Strep is now making the rounds in North Alabama and WAAY 31 has learned how it can turn dangerous quickly.
A little boy from Lawrence County is in a Birmingham hospital after his case developed into scarlet fever.
WAAY 31 learned more about the condition and what parents need to look for.
“Not the common course for strep at all," said Dr. Jennifer Menon.
Dr. Menon is a pediatrician at Decatur Morgan Hospital and has seen a lot of things, but never a case of scarlet fever like the one a little boy in Lawrence County developed from strep.
According to a post on Facebook, a student at Mt. Hope School had severe swelling from his waist to his head, and his skin was peeling.
“It sounds like what we’re worried about is what we call invasive strep infections and those are incredibly rare," Menon said.
Dr. Menon says you can’t get scarlet fever without having strep first.
She says they treat strep throat at Decatur Morgan Hospital--not so much to prevent scarlet fever, but to keep it from spreading to others you might be in contact with.
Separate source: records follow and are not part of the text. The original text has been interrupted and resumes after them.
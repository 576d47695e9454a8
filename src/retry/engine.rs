// src/retry/engine.rs

//! Retry loop driving an async action through a [`BackoffPolicy`].

use std::error::Error as StdError;
use std::fmt;
use std::future::Future;
use std::time::Duration;

use tokio::time::{sleep, Instant};
use tracing::{debug, warn};

use super::backoff::BackoffPolicy;

/// What an action tells the engine after one invocation.
#[derive(Debug)]
pub enum Signal<T, E> {
    /// Stop with success.
    Succeed(T),
    /// Not done yet; try again after the next interval. Carries the transient
    /// error observed on this attempt, if any.
    Retry(Option<E>),
    /// Stop with a permanent failure.
    Fail(E),
}

/// Why [`retry`] gave up.
#[derive(Debug)]
pub enum RetryError<E> {
    /// The policy ran out of attempts or time.
    Exhausted {
        attempts: u32,
        elapsed: Duration,
        last_error: Option<E>,
    },
    /// The action reported a permanent failure.
    Failed(E),
}

impl<E: fmt::Display> fmt::Display for RetryError<E> {
    fn fmt(&self, f: &mut fmt::Formatter<'_>) -> fmt::Result {
        match self {
            RetryError::Exhausted {
                attempts,
                elapsed,
                last_error,
            } => {
                write!(f, "gave up after {attempts} attempt(s) in {elapsed:?}")?;
                if let Some(err) = last_error {
                    write!(f, ": {err}")?;
                }
                Ok(())
            }
            RetryError::Failed(err) => write!(f, "{err}"),
        }
    }
}

impl<E: StdError + 'static> StdError for RetryError<E> {
    fn source(&self) -> Option<&(dyn StdError + 'static)> {
        match self {
            RetryError::Exhausted { last_error, .. } => {
                last_error.as_ref().map(|e| e as &(dyn StdError + 'static))
            }
            RetryError::Failed(err) => Some(err),
        }
    }
}

/// Invoke `action` until it signals success or failure, or `policy` says stop.
///
/// The first invocation happens immediately. After each `Retry` the engine
/// checks the stop predicate, then sleeps `policy.next_interval(attempt)`,
/// clamped so it never sleeps past `max_duration`.
pub async fn retry<T, E, F, Fut>(policy: &BackoffPolicy, mut action: F) -> Result<T, RetryError<E>>
where
    F: FnMut() -> Fut,
    Fut: Future<Output = Signal<T, E>>,
{
    let started = Instant::now();
    let mut attempt: u32 = 0;

    loop {
        attempt = attempt.saturating_add(1);

        let last_error = match action().await {
            Signal::Succeed(value) => {
                debug!(attempt, "retry action succeeded");
                return Ok(value);
            }
            Signal::Fail(err) => {
                debug!(attempt, "retry action failed permanently");
                return Err(RetryError::Failed(err));
            }
            Signal::Retry(last_error) => last_error,
        };

        let elapsed = started.elapsed();
        if policy.should_stop(attempt, elapsed) {
            warn!(
                attempts = attempt,
                elapsed_ms = elapsed.as_millis() as u64,
                "retry budget exhausted"
            );
            return Err(RetryError::Exhausted {
                attempts: attempt,
                elapsed,
                last_error,
            });
        }

        let mut delay = policy.next_interval(attempt);
        if let Some(max) = policy.max_duration() {
            delay = delay.min(max.saturating_sub(elapsed));
        }

        debug!(
            attempt,
            delay_ms = delay.as_millis() as u64,
            "action asked to retry; backing off"
        );
        sleep(delay).await;
    }
}
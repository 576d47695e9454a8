// src/stream/tail.rs

//! Tail retention for per-channel log buffers.

use std::collections::VecDeque;

use super::frame::Channel;

/// Width of the truncation banner rules.
pub const BANNER_WIDTH: usize = 64;

/// Growing sequence that keeps only the most recent `tail` entries.
///
/// While entries are pushed the buffer may hold up to `2 * tail` entries
/// before it drops the oldest ones back down to `tail`; [`TailBuffer::finish`]
/// trims to exactly `tail`. `total` counts every entry ever pushed.
#[derive(Debug, Clone)]
pub struct TailBuffer {
    channel: Channel,
    tail: Option<usize>,
    lines: VecDeque<String>,
    total: usize,
}

impl TailBuffer {
    /// `tail = None` keeps everything.
    pub fn new(channel: Channel, tail: Option<usize>) -> Self {
        Self {
            channel,
            tail,
            lines: VecDeque::new(),
            total: 0,
        }
    }

    pub fn push(&mut self, line: impl Into<String>) {
        self.lines.push_back(line.into());
        self.total += 1;

        if let Some(tail) = self.tail {
            if self.lines.len() > tail.saturating_mul(2) {
                self.trim_to(tail);
            }
        }
    }

    /// Number of entries currently buffered.
    pub fn buffered(&self) -> usize {
        self.lines.len()
    }

    pub fn total(&self) -> usize {
        self.total
    }

    pub fn finish(mut self) -> ChannelLog {
        if let Some(tail) = self.tail {
            self.trim_to(tail);
        }
        ChannelLog {
            channel: self.channel,
            lines: self.lines.into(),
            total: self.total,
        }
    }

    fn trim_to(&mut self, tail: usize) {
        let excess = self.lines.len().saturating_sub(tail);
        self.lines.drain(..excess);
    }
}

/// Retained lines of one channel plus how many were produced in total.
#[derive(Debug, Clone, PartialEq, Eq)]
pub struct ChannelLog {
    pub channel: Channel,
    pub lines: Vec<String>,
    pub total: usize,
}

impl ChannelLog {
    pub fn empty(channel: Channel) -> Self {
        Self {
            channel,
            lines: Vec::new(),
            total: 0,
        }
    }

    /// True when fewer lines are retained than were produced.
    pub fn truncated(&self) -> bool {
        self.total > self.lines.len()
    }

    pub fn banner(&self) -> Option<String> {
        self.truncated()
            .then(|| truncation_banner(self.channel, self.lines.len(), self.total))
    }

    /// Retained lines, preceded by the banner lines when truncated.
    pub fn into_lines(self) -> Vec<String> {
        let mut out = Vec::with_capacity(self.lines.len() + 3);
        if let Some(banner) = self.banner() {
            out.extend(banner.lines().map(str::to_string));
        }
        out.extend(self.lines);
        out
    }

    /// Newline-terminated text, preceded by the banner when truncated.
    pub fn render(&self) -> String {
        let mut out = self.banner().unwrap_or_default();
        for line in &self.lines {
            out.push_str(line);
            out.push('\n');
        }
        out
    }
}

/// Three-line banner announcing that `channel` shows `shown` of `total` lines.
pub fn truncation_banner(channel: Channel, shown: usize, total: usize) -> String {
    let rule = "#".repeat(BANNER_WIDTH);
    let text = format!(" {channel}: showing last {shown} of {total} lines ");
    let pad = BANNER_WIDTH.saturating_sub(text.chars().count());
    let left = pad / 2;
    let right = pad - left;
    format!(
        "{rule}\n{}{text}{}\n{rule}\n",
        "#".repeat(left),
        "#".repeat(right)
    )
}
"The strep strains that tend to cause the scarlet fever tend to be a little bit more aggressive," Menon said.
When it comes to strep, Menon says there are a few things to look out for.
“Some combination of headache, sore throat, and fever.”
She says symptoms might also include a dry cough and belly pain.
Menon says the most important thing is to prevent passing it on to others.
“It’s very easy to spread, so if you have someone who’s been diagnosed with strep throat, make sure everyone is washing their hands," she said. "In particular, with strep, we don’t want to be sharing any cups, spoons, plates, dishes, drinks, or anything like that with any family members or friends.”
WAAY 31 reached out to the little boy’s family. They say he is on strong antibiotics that have helped the swelling go down.